Generating Sequences With Recurrent Neural Networks
A recurrent neural network is trained on the first 96 MB of enwik8 and tested on the last 4 MB, achieving compression of 1.42 bpc on the training set and 1.33 bpc on the test set. This is quite a good result. I compared several compressors under the same conditions by compressing the first 96 MB, then the complete file and subtracting to get the ratio for the test data.
For durilca'kingsize I included the size of the compressed dictionary EnWiki.dur and UnDur.exe from durilca4_decoder, as tested for the #1 spot on LTCB. Although it uses 13 GB memory for enwik9, it needs only 1.1 GB for enwik8. I did not include the decompresser size for the other programs since they don't use external dictionaries.

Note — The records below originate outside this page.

//! TCP Server
//!
//! Accepts connections and hands each one to its own worker thread.

use std::io::{BufReader, Write};
use std::net::{SocketAddr, TcpListener, TcpStream};
use std::sync::atomic::{AtomicBool, AtomicUsize, Ordering};
use std::sync::Arc;
use std::thread;
use std::time::Duration;

use crate::config::{Config, ReplicaOf};
use crate::dispatch::Dispatcher;
use crate::engine::Engine;
use crate::error::{Result, TideError};
use crate::protocol::Reply;
use crate::replication::{handshake, ReplicationLink};
use crate::snapshot;
use super::connection::Connection;

/// Pause between accept attempts while no client is waiting
const ACCEPT_POLL_INTERVAL: Duration = Duration::from_millis(10);

/// TCP server for TideKV
pub struct Server {
    config: Config,
    engine: Arc<Engine>,
    listener: Option<TcpListener>,
    shutdown: Arc<AtomicBool>,
    active_connections: Arc<AtomicUsize>,
}

impl Server {
    /// Create a server; the engine's role follows `config.replica_of`
    pub fn new(config: Config) -> Self {
        let engine = Arc::new(Engine::new(config.clone()));
        Self {
            config,
            engine,
            listener: None,
            shutdown: Arc::new(AtomicBool::new(false)),
            active_connections: Arc::new(AtomicUsize::new(0)),
        }
    }

    pub fn engine(&self) -> Arc<Engine> {
        Arc::clone(&self.engine)
    }

    /// Bind the listening socket; returns the bound address
    ///
    /// Port 0 picks a free port.
    pub fn bind(&mut self) -> Result<SocketAddr> {
        if let Some(listener) = &self.listener {
            return Ok(listener.local_addr()?);
        }
        let listener = TcpListener::bind(self.config.listen_addr())?;
        let addr = listener.local_addr()?;
        tracing::info!("Listening on {}", addr);
        self.listener = Some(listener);
        Ok(addr)
    }

    /// Flag observed by the accept loop; set it to stop the server
    pub fn shutdown_handle(&self) -> Arc<AtomicBool> {
        Arc::clone(&self.shutdown)
    }

    /// Signal the server to shutdown gracefully
    pub fn shutdown(&self) {
        self.shutdown.store(true, Ordering::Release);
    }

    /// Start the server (blocking)
    ///
    /// A replica completes its handshake with the master before accepting
    /// clients; a failed handshake is returned as an error.
    pub fn run(&mut self) -> Result<()> {
        let addr = self.bind()?;

        if let Some(master) = self.config.replica_of.clone() {
            self.start_replication(&master, addr.port())?;
        }

        let listener = self
            .listener
            .take()
            .ok_or_else(|| TideError::Config("listener is not bound".to_string()))?;
        listener.set_nonblocking(true)?;

        while !self.shutdown.load(Ordering::Acquire) {
            match listener.accept() {
                Ok((stream, peer)) => {
                    stream.set_nonblocking(false)?;
                    self.spawn_connection(stream, peer);
                }
                Err(e) if e.kind() == std::io::ErrorKind::WouldBlock => {
                    thread::sleep(ACCEPT_POLL_INTERVAL);
                }
                Err(e) if e.kind() == std::io::ErrorKind::Interrupted => continue,
                Err(e) => {
                    tracing::warn!("Failed to accept connection: {}", e);
                }
            }
        }

        tracing::info!("Server on {} shutting down", addr);
        Ok(())
    }

    fn spawn_connection(&self, mut stream: TcpStream, peer: SocketAddr) {
        let active = Arc::clone(&self.active_connections);
        if active.fetch_add(1, Ordering::AcqRel) >= self.config.max_connections {
            active.fetch_sub(1, Ordering::AcqRel);
            tracing::warn!("Rejecting {}: connection limit reached", peer);
            let reply = Reply::error("max number of clients reached");
            let _ = stream.write_all(&reply.encode());
            return;
        }

        let engine = Arc::clone(&self.engine);
        let (read_ms, write_ms) = (self.config.read_timeout_ms, self.config.write_timeout_ms);

        let spawned = thread::Builder::new()
            .name(format!("conn-{}", peer))
            .spawn(move || {
                let result = Connection::new(stream, engine).and_then(|mut connection| {
                    connection.set_timeouts(read_ms, write_ms)?;
                    connection.handle()
                });
                if let Err(e) = result {
                    tracing::debug!("Connection {} ended with error: {}", peer, e);
                }
                active.fetch_sub(1, Ordering::AcqRel);
            });

        if let Err(e) = spawned {
            tracing::warn!("Failed to spawn worker for {}: {}", peer, e);
            self.active_connections.fetch_sub(1, Ordering::AcqRel);
        }
    }

    /// Handshake with the master, load its snapshot and start applying the
    /// propagated command stream
    fn start_replication(&self, master: &ReplicaOf, listening_port: u16) -> Result<()> {
        tracing::info!("Replicating from master {}", master);
        let mut writer = TcpStream::connect(master.addr())?;
        writer.set_nodelay(true)?;
        let mut reader = BufReader::new(writer.try_clone()?);

        let outcome = handshake(&mut reader, &mut writer, listening_port)?;
        if let Some(slave) = self.engine.as_slave() {
            slave.set_master_replication_id(outcome.replication_id.clone());
        }

        match snapshot::read_entries(&outcome.snapshot[..]) {
            Ok(entries) => {
                let loaded = self.engine.load_snapshot(entries);
                tracing::info!("Loaded {} keys from the master snapshot", loaded);
            }
            Err(e) => tracing::warn!("Ignoring undecodable master snapshot: {}", e),
        }
        tracing::info!("Handshake with master {} complete", master);

        let link = ReplicationLink::new(reader, writer, Dispatcher::new(self.engine()));
        thread::Builder::new()
            .name("replication".to_string())
            .spawn(move || {
                if let Err(e) = link.run() {
                    tracing::warn!("Replication link failed: {}", e);
                }
            })?;
        Ok(())
    }
}
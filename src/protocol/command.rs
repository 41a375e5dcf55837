//! Command definitions
//!
//! Represents commands received from clients or from a master.

use std::fmt;

use bytes::Bytes;

/// Every command name the server understands
#[derive(Debug, Clone, Copy, PartialEq, Eq, Hash)]
pub enum CommandName {
    Ping,
    Echo,
    Set,
    Get,
    Incr,
    Type,
    Keys,
    Info,
    Config,
    Multi,
    Exec,
    Discard,
    ReplConf,
    Psync,
    Wait,
    XAdd,
    XRange,
    XRead,
}

impl CommandName {
    pub const ALL: [CommandName; 18] = [
        CommandName::Ping,
        CommandName::Echo,
        CommandName::Set,
        CommandName::Get,
        CommandName::Incr,
        CommandName::Type,
        CommandName::Keys,
        CommandName::Info,
        CommandName::Config,
        CommandName::Multi,
        CommandName::Exec,
        CommandName::Discard,
        CommandName::ReplConf,
        CommandName::Psync,
        CommandName::Wait,
        CommandName::XAdd,
        CommandName::XRange,
        CommandName::XRead,
    ];

    /// Case-insensitive lookup of a command name
    pub fn parse(name: &str) -> Option<Self> {
        Self::ALL
            .iter()
            .copied()
            .find(|candidate| candidate.as_str().eq_ignore_ascii_case(name))
    }

    /// Canonical uppercase spelling
    pub fn as_str(&self) -> &'static str {
        match self {
            CommandName::Ping => "PING",
            CommandName::Echo => "ECHO",
            CommandName::Set => "SET",
            CommandName::Get => "GET",
            CommandName::Incr => "INCR",
            CommandName::Type => "TYPE",
            CommandName::Keys => "KEYS",
            CommandName::Info => "INFO",
            CommandName::Config => "CONFIG",
            CommandName::Multi => "MULTI",
            CommandName::Exec => "EXEC",
            CommandName::Discard => "DISCARD",
            CommandName::ReplConf => "REPLCONF",
            CommandName::Psync => "PSYNC",
            CommandName::Wait => "WAIT",
            CommandName::XAdd => "XADD",
            CommandName::XRange => "XRANGE",
            CommandName::XRead => "XREAD",
        }
    }

    /// Commands that control the transaction itself and are never queued
    pub fn is_transaction_control(&self) -> bool {
        matches!(
            self,
            CommandName::Multi | CommandName::Exec | CommandName::Discard
        )
    }
}

impl fmt::Display for CommandName {
    fn fmt(&self, f: &mut fmt::Formatter<'_>) -> fmt::Result {
        f.write_str(self.as_str())
    }
}

/// A fully framed command
#[derive(Debug, Clone, PartialEq, Eq)]
pub struct ParsedCommand {
    /// Verbatim bytes consumed for this command (forwarded to replicas)
    pub raw: Bytes,

    /// The command being invoked
    pub name: CommandName,

    /// Arguments after the command name
    pub args: Vec<String>,
}

impl ParsedCommand {
    /// Build a command from its parts, encoding `raw` as a RESP array
    pub fn from_parts(name: CommandName, args: Vec<String>) -> Self {
        let mut parts: Vec<&str> = Vec::with_capacity(args.len() + 1);
        parts.push(name.as_str());
        parts.extend(args.iter().map(String::as_str));
        let raw = Bytes::from(super::encode_command(&parts));
        Self { raw, name, args }
    }

    /// Argument at `index`, if present
    pub fn arg(&self, index: usize) -> Option<&str> {
        self.args.get(index).map(String::as_str)
    }
}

train test bits per character
1.668 1.537 bsc -b100
1.626 1.528 zpaq -m 57
1.528 1.427 ppmonstr -o16 -m1700
1.531 1.426 zpaq -m 67
1.494 1.384 nanozip -cc -m1.6g
1.42 1.33 RNN (from paper)
1.334 1.202 durilca'kingsize_4 -o32 -m3500 -t2
He uses a neural network with 204 input neurons (one for each character that appears at least once), 7 hidden layers with 100 long short-term memory (LTSM) cells each, and one output layer with 204 neurons. The input neuron representing the current character is set to 1 and all others to 0. The output after normalization is the probability distribution of the next character.
LSTM cells have a gated feedback loop to retain state information and also gated inputs and outputs, each gate controlled by a separate weight matrix from the input layer and all previous hidden layers. The output layer also receives input from all 7 hidden layers. These extra connections speed up back propagation. Weights are trained by gradient descent to minimize coding cost (like paq8 and zpaq) rather than RSME error. The weights are trained in 4 epochs with a learning rate of 0.0001 and momentum of 0.9. Weights are clamped to [-1, 1]. Weights were updated every 100 characters and the LTSM cell states were reset every 10K characters. Training continues on the test set in a single pass; without this training, the static model only compresses to 1.67 bpc.